* Prompt
Your answer should reproduce every line of the material in which the word "FromPrimitive" occurs.

*** Listed entries ***

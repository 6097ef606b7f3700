//! Provides [`MidiPacket`], the 32-bit USB-MIDI Event Packet which carries a single MIDI event between the
//! serial port and the USB host, along with the [`CableNumber`] and [`CodeIndexNumber`] found in its header.

use core::fmt;
use num_derive::FromPrimitive;
use num_traits::FromPrimitive;
use wmidi::{FromBytesError, MidiMessage};

/// Status byte which opens a System Exclusive message.
pub const SOX: u8 = 0xF0;
/// Status byte which closes a System Exclusive message.
pub const EOX: u8 = 0xF7;

/// Reports whether `byte` is a status byte for a System Real-Time message.
pub(crate) const fn is_real_time(byte: u8) -> bool {
    byte >= 0xF8
}

/// Reports whether `byte` is a status (as opposed to data) byte.
pub(crate) const fn is_status(byte: u8) -> bool {
    byte & 0x80 != 0
}

/// Problems encountered while building a [`MidiPacket`].
#[derive(Debug, Clone, Copy, PartialEq, Eq)]
#[cfg_attr(feature = "defmt", derive(defmt::Format))]
pub enum PacketError {
    /// Cable numbers occupy four bits of the header; the value was out of range.
    InvalidCable(u8),
    /// Code Index Numbers 0x0 and 0x1 are reserved by the USB-MIDI specification.
    ReservedCodeIndex(u8),
    /// The message does not fit in a single packet (e.g., a complete SysEx dump).
    UnsupportedMessage,
}

impl fmt::Display for PacketError {
    fn fmt(&self, f: &mut fmt::Formatter<'_>) -> fmt::Result {
        match self {
            Self::InvalidCable(cable) => write!(f, "Cable number {} is out of range", cable),
            Self::ReservedCodeIndex(cin) => write!(f, "Code Index Number {:#x} is reserved", cin),
            Self::UnsupportedMessage => write!(f, "Message does not fit in a single packet"),
        }
    }
}

/// Identifies one of the virtual MIDI jacks multiplexed over the USB-MIDI interface.
#[derive(Debug, Default, Clone, Copy, PartialEq, Eq, PartialOrd, Ord)]
#[cfg_attr(feature = "defmt", derive(defmt::Format))]
pub struct CableNumber(u8);

impl CableNumber {
    /// The first cable; the device's control surface lives here.
    pub const CABLE_0: Self = Self(0);
    /// The second cable; traffic to and from the serial MIDI port lives here.
    pub const CABLE_1: Self = Self(1);

    /// Constructs a [`CableNumber`], returning `None` for values which don't fit in four bits.
    pub const fn new(cable: u8) -> Option<Self> {
        if cable < 16 { Some(Self(cable)) } else { None }
    }

    /// Getter.
    pub const fn number(&self) -> u8 {
        self.0
    }
}

impl TryFrom<u8> for CableNumber {
    type Error = PacketError;

    fn try_from(cable: u8) -> Result<Self, Self::Error> {
        Self::new(cable).ok_or(PacketError::InvalidCable(cable))
    }
}

/// The low nibble of the packet header, which tells the receiver how to interpret the three bytes that follow
/// and how many of them are meaningful.
#[derive(Debug, Clone, Copy, PartialEq, Eq, FromPrimitive)]
#[cfg_attr(feature = "defmt", derive(defmt::Format))]
pub enum CodeIndexNumber {
    /// Two-byte System Common message (MTC Quarter Frame, Song Select).
    SystemCommon2 = 0x2,
    /// Three-byte System Common message (Song Position Pointer).
    SystemCommon3 = 0x3,
    /// SysEx starts or continues; all three bytes are part of the SysEx stream.
    SysExStart = 0x4,
    /// Single-byte System Common message, or SysEx ending with the following single byte.
    SysExEnd1 = 0x5,
    /// SysEx ends with the following two bytes.
    SysExEnd2 = 0x6,
    /// SysEx ends with the following three bytes.
    SysExEnd3 = 0x7,
    /// Note-off.
    NoteOff = 0x8,
    /// Note-on.
    NoteOn = 0x9,
    /// Poly-KeyPress.
    PolyKeyPress = 0xA,
    /// Control Change.
    ControlChange = 0xB,
    /// Program Change.
    ProgramChange = 0xC,
    /// Channel Pressure.
    ChannelPressure = 0xD,
    /// Pitch Bend Change.
    PitchBend = 0xE,
    /// Single byte, used for Real-Time messages.
    SingleByte = 0xF,
}

impl CodeIndexNumber {
    /// Number of meaningful MIDI bytes carried by a packet with this Code Index Number.
    pub const fn payload_len(&self) -> usize {
        match self {
            Self::SysExEnd1 | Self::SingleByte => 1,
            Self::SystemCommon2 | Self::SysExEnd2 | Self::ProgramChange | Self::ChannelPressure => 2,
            Self::SystemCommon3
            | Self::SysExStart
            | Self::SysExEnd3
            | Self::NoteOff
            | Self::NoteOn
            | Self::PolyKeyPress
            | Self::ControlChange
            | Self::PitchBend => 3,
        }
    }
}

/// The result of inspecting a status byte: which [`CodeIndexNumber`] its packet carries and how many data
/// bytes follow it on the wire.
#[derive(Debug, Clone, Copy, PartialEq, Eq)]
#[cfg_attr(feature = "defmt", derive(defmt::Format))]
pub struct Classification {
    /// Code Index Number for the packet this status opens.
    pub cin: CodeIndexNumber,
    /// Number of data bytes (0, 1, or 2) which follow the status byte.
    pub data_bytes: u8,
}

impl Classification {
    const fn new(cin: CodeIndexNumber, data_bytes: u8) -> Self {
        Self { cin, data_bytes }
    }

    /// Classifies a status byte per the MIDI 1.0 status table.
    ///
    /// Returns `None` for data bytes (below 0x80). [`SOX`] is classified as a SysEx start even though its
    /// length is open-ended. Anything in the 0xF0 bucket that isn't a known System Common message falls
    /// through to a single-byte message.
    pub const fn of(status: u8) -> Option<Self> {
        use CodeIndexNumber::*;

        let classification = match status & 0xF0 {
            0x00..=0x70 => return None,
            0x80 => Self::new(NoteOff, 2),
            0x90 => Self::new(NoteOn, 2),
            0xA0 => Self::new(PolyKeyPress, 2),
            0xB0 => Self::new(ControlChange, 2),
            0xC0 => Self::new(ProgramChange, 1),
            0xD0 => Self::new(ChannelPressure, 1),
            0xE0 => Self::new(PitchBend, 2),
            _ => match status {
                SOX => Self::new(SysExStart, 0),
                // MTC Quarter Frame and Song Select
                0xF1 | 0xF3 => Self::new(SystemCommon2, 1),
                // Song Position Pointer
                0xF2 => Self::new(SystemCommon3, 2),
                // undefined F4/F5 and Tune Request
                0xF4 | 0xF5 | 0xF6 => Self::new(SysExEnd1, 0),
                _ => Self::new(SingleByte, 0),
            },
        };
        Some(classification)
    }
}

/// A USB-MIDI Event Packet.
///
/// On the wire the packet is four bytes: the header (`cable << 4 | cin`) followed by three MIDI bytes, zero
/// padded when the event is shorter than three bytes.
#[derive(Clone, Copy, PartialEq, Eq)]
pub struct MidiPacket {
    cable: CableNumber,
    cin: CodeIndexNumber,
    bytes: [u8; 3],
}

impl MidiPacket {
    /// Size of a packet on the wire, in bytes.
    pub const SIZE: usize = 4;

    /// Constructs a [`MidiPacket`]. Bytes beyond the [`CodeIndexNumber::payload_len`] are zeroed.
    pub fn new(cable: CableNumber, cin: CodeIndexNumber, bytes: [u8; 3]) -> Self {
        let mut packet = Self { cable, cin, bytes };
        packet.bytes[cin.payload_len()..].fill(0);
        packet
    }

    /// Constructs a packet from a MIDI message, deriving the [`CodeIndexNumber`] from the status byte.
    pub fn from_message(cable: CableNumber, message: &MidiMessage) -> Result<Self, PacketError> {
        let mut bytes = [0_u8; 3];
        message
            .copy_to_slice(&mut bytes)
            .map_err(|_| PacketError::UnsupportedMessage)?;
        let classification = Classification::of(bytes[0]).ok_or(PacketError::UnsupportedMessage)?;
        if classification.cin == CodeIndexNumber::SysExStart {
            return Err(PacketError::UnsupportedMessage);
        }
        Ok(Self::new(cable, classification.cin, bytes))
    }

    /// Getter.
    pub fn cable(&self) -> CableNumber {
        self.cable
    }

    /// Getter.
    pub fn code_index_number(&self) -> CodeIndexNumber {
        self.cin
    }

    /// Returns the packet header: cable number in the high nibble, Code Index Number in the low nibble.
    pub fn header(&self) -> u8 {
        (self.cable.number() << 4) | self.cin as u8
    }

    /// Returns the three MIDI bytes, including any zero padding.
    pub fn bytes(&self) -> [u8; 3] {
        self.bytes
    }

    /// Returns only the meaningful MIDI bytes, i.e., what would be sent down a serial MIDI cable.
    pub fn payload(&self) -> &[u8] {
        &self.bytes[..self.cin.payload_len()]
    }

    /// Interprets the payload as a [`MidiMessage`]. Fragments of SysEx messages cannot be interpreted.
    pub fn message(&self) -> Result<MidiMessage<'_>, FromBytesError> {
        MidiMessage::from_bytes(self.payload())
    }

    /// Returns a copy of this packet addressed to another cable.
    pub fn with_cable(self, cable: CableNumber) -> Self {
        Self { cable, ..self }
    }

    /// Serializes the packet into its bit-exact wire format.
    pub fn to_bytes(&self) -> [u8; 4] {
        [self.header(), self.bytes[0], self.bytes[1], self.bytes[2]]
    }
}

impl TryFrom<[u8; 4]> for MidiPacket {
    type Error = PacketError;

    fn try_from(raw: [u8; 4]) -> Result<Self, Self::Error> {
        let cin = raw[0] & 0x0F;
        let cin = CodeIndexNumber::from_u8(cin).ok_or(PacketError::ReservedCodeIndex(cin))?;
        // the high nibble can't exceed 15, so the cable number is always valid
        let cable = CableNumber(raw[0] >> 4);
        Ok(Self {
            cable,
            cin,
            bytes: [raw[1], raw[2], raw[3]],
        })
    }
}

impl fmt::Debug for MidiPacket {
    fn fmt(&self, f: &mut fmt::Formatter<'_>) -> fmt::Result {
        write!(
            f,
            "MidiPacket {{ {:02x} : {:02x} : {:02x} : {:02x} }}",
            self.header(),
            self.bytes[0],
            self.bytes[1],
            self.bytes[2]
        )
    }
}

#[cfg(feature = "defmt")]
impl defmt::Format for MidiPacket {
    fn format(&self, fmt: defmt::Formatter) {
        defmt::write!(
            fmt,
            "MidiPacket {{ {=u8:02x} : {=u8:02x} : {=u8:02x} : {=u8:02x} }}",
            self.header(),
            self.bytes[0],
            self.bytes[1],
            self.bytes[2]
        );
    }
}

impl From<MidiPacket> for [u8; 4] {
    fn from(packet: MidiPacket) -> Self {
        packet.to_bytes()
    }
}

*** End of Listed entries ***

* Written response
use num_derive::FromPrimitive;
use num_traits::FromPrimitive;
#[derive(Debug, Clone, Copy, PartialEq, Eq, FromPrimitive)]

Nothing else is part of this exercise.